Now based in Minneapolis, Danny plays in a duo with multi-instrumentalist and singer Brian Miller. Their second album, 'Northern Shores', was released in January 2026. Danny tours with original Riverdance lead vocalist Katie McMahon, performs with Irish-West African ensemble Canadh Croí, and makes ambient folk music under the name Senior Infants. Alongside performance work, Danny teaches with the Center for Irish Music in St Paul and is the Director of Atlantic Arts LLC, consulting on strategy and technology with local, regional and international Irish cultural heritage organizations.
Guitarist, singer Dáithí Sproule is a native of Derry in the north of Ireland and has lived for many years in Minnesota. He was a member of the seminal group Skara Brae with Maighread and Tríona Ní Dhomhnaill and their brother Mícheál Ó Domhnaill, with whom he was one of the first people to introduce the guitar tuning DADGAD into Irish music, and he has recorded and performed around the world with many of the greats of Irish traditional music, including Trian (with Liz Carroll and Billy McComiskey), Fingal (with James Keane and Randal Bays) and, for more than thirty years, with the Irish band Altan. Other musicians with whom he has performed include Tommy Peoples, Seamus and Manus McGuire, Peter Ostroushko, James Kelly, Paddy O’Brien, Laura MacKenzie, Dolly Parton and Minnesota blues great Dave Ray. His compositions have been recorded and performed widely.
Dáithí has presented two television documentaries about Irish song — the second, “Ceol na gCoillte” (Woods Music), was broadcast this year on Canadian and Irish tv, the theme being Irish songs and music making their way into North American tradition through the lumber camps.

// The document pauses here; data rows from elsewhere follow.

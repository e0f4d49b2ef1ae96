use super::{Coord, Dimensions};
use crate::error::{MazeError, Result};

/// Dense row-major storage, one value per cell.
#[derive(Debug, Clone, PartialEq, Eq)]
pub struct Grid<T: Copy + Default> {
    dim: Dimensions,
    data: Vec<T>,
}

impl<T: Copy + Default> Grid<T> {
    pub fn new(dim: Dimensions) -> Self {
        Self::filled(dim, T::default())
    }

    pub fn filled(dim: Dimensions, value: T) -> Self {
        Self {
            dim,
            data: vec![value; dim.size()],
        }
    }

    pub fn from_data(dim: Dimensions, data: Vec<T>) -> Result<Self> {
        if data.len() != dim.size() {
            return Err(MazeError::length_mismatch(dim.size(), data.len()));
        }
        Ok(Self { dim, data })
    }

    pub fn get(&self, idx: isize) -> Result<T> {
        let idx = self.checked(idx)?;
        Ok(self.data[idx])
    }

    pub fn set(&mut self, idx: isize, elem: T) -> Result<()> {
        let idx = self.checked(idx)?;
        self.data[idx] = elem;
        Ok(())
    }

    /// Like [`Grid::get`] but rejects coordinates outside the grid even when
    /// their index would wrap onto another row.
    pub fn get_at(&self, pos: Coord) -> Result<T> {
        if !self.dim.contains(pos) {
            return Err(MazeError::out_of_range(self.dim.index(pos), self.len()));
        }
        self.get(self.dim.index(pos))
    }

    pub fn set_at(&mut self, pos: Coord, elem: T) -> Result<()> {
        if !self.dim.contains(pos) {
            return Err(MazeError::out_of_range(self.dim.index(pos), self.len()));
        }
        self.set(self.dim.index(pos), elem)
    }

    #[inline]
    pub fn dim(&self) -> &Dimensions {
        &self.dim
    }

    #[inline]
    pub fn len(&self) -> usize {
        self.data.len()
    }

    #[inline]
    pub fn is_empty(&self) -> bool {
        self.data.is_empty()
    }

    pub fn iter(&self) -> std::slice::Iter<'_, T> {
        self.data.iter()
    }

    pub fn as_slice(&self) -> &[T] {
        &self.data
    }

    pub fn switch_data(&mut self, new_data: Vec<T>) -> Result<()> {
        if new_data.len() != self.data.len() {
            return Err(MazeError::length_mismatch(self.data.len(), new_data.len()));
        }
        self.data = new_data;
        Ok(())
    }

    /// Builds a new grid from `f(old, index)`, visiting cells in index order.
    pub fn map_indexed<F>(&self, mut f: F) -> Self
    where
        F: FnMut(T, usize) -> T,
    {
        let data = self
            .data
            .iter()
            .enumerate()
            .map(|(idx, elem)| f(*elem, idx))
            .collect();
        Self { dim: self.dim, data }
    }

    pub fn fill(&mut self, value: T) {
        for elem in self.data.iter_mut() {
            *elem = value;
        }
    }

    fn checked(&self, idx: isize) -> Result<usize> {
        if self.dim.contains_index(idx) {
            Ok(idx as usize)
        } else {
            Err(MazeError::out_of_range(idx, self.len()))
        }
    }
}
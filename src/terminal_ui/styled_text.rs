use crossterm::{
    cursor, queue,
    style::{PrintStyledContent, StyledContent},
};
use std::io::{self, Write};

/// A line made of differently styled pieces.
#[derive(Clone, Default)]
pub struct StyledText {
    text: Vec<StyledContent<String>>,
}

impl StyledText {
    pub fn pop(&mut self) {
        self.text.pop();
    }

    pub fn push(&mut self, content: StyledContent<String>) {
        self.text.push(content);
    }

    /// Number of characters over all pieces.
    pub fn len(&self) -> usize {
        self.text.iter().map(|elem| elem.content().chars().count()).sum()
    }

    /// Prints whole pieces from `pos` until the next one would exceed
    /// `max_len`, returns the number of characters written.
    pub fn draw<W: Write>(&self, out: &mut W, pos: cursor::MoveTo, max_len: u16) -> io::Result<u16> {
        queue!(out, pos)?;
        let mut total_len = 0;
        for elem in &self.text {
            let elem_len = elem.content().chars().count();
            if total_len + elem_len > (max_len as usize) {
                break;
            }
            queue!(out, PrintStyledContent(elem.clone()))?;
            total_len += elem_len;
        }
        Ok(total_len as u16)
    }
}

impl From<Vec<StyledContent<String>>> for StyledText {
    fn from(text: Vec<StyledContent<String>>) -> Self {
        Self { text }
    }
}

#[cfg(test)]
mod tests {
    use super::*;
    use crossterm::style::style;

    #[test]
    fn draw_stops_before_overflow() {
        let text = StyledText::from(vec![
            style(String::from("Step: ")),
            style(String::from("12")),
            style(String::from(" of 99")),
        ]);
        assert_eq!(text.len(), 14);

        let mut out = Vec::new();
        assert_eq!(text.draw(&mut out, cursor::MoveTo(0, 0), 10).unwrap(), 8);
        let printed = String::from_utf8(out).unwrap();
        assert!(printed.contains("Step: "));
        assert!(printed.contains("12"));
        assert!(!printed.contains("of 99"));
    }
}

Dáithí Sproule has also had a life-long commitment to Irish language and culture. His studies on Early Irish poetry and history have been published in the magazine Comhar and in Ériu, a journal of the Royal Irish Academy. His collection of short stories in Irish, An Taobh Eile, was published In 1987. Dáithí has taught Early and Medieval Irish at University College Dublin and courses on Celtic culture, mythology and history at the University of St. Thomas and the University of Minnesota. He has been a teacher at the Center for Irish Music in St. Paul, Minnesota, since 2006.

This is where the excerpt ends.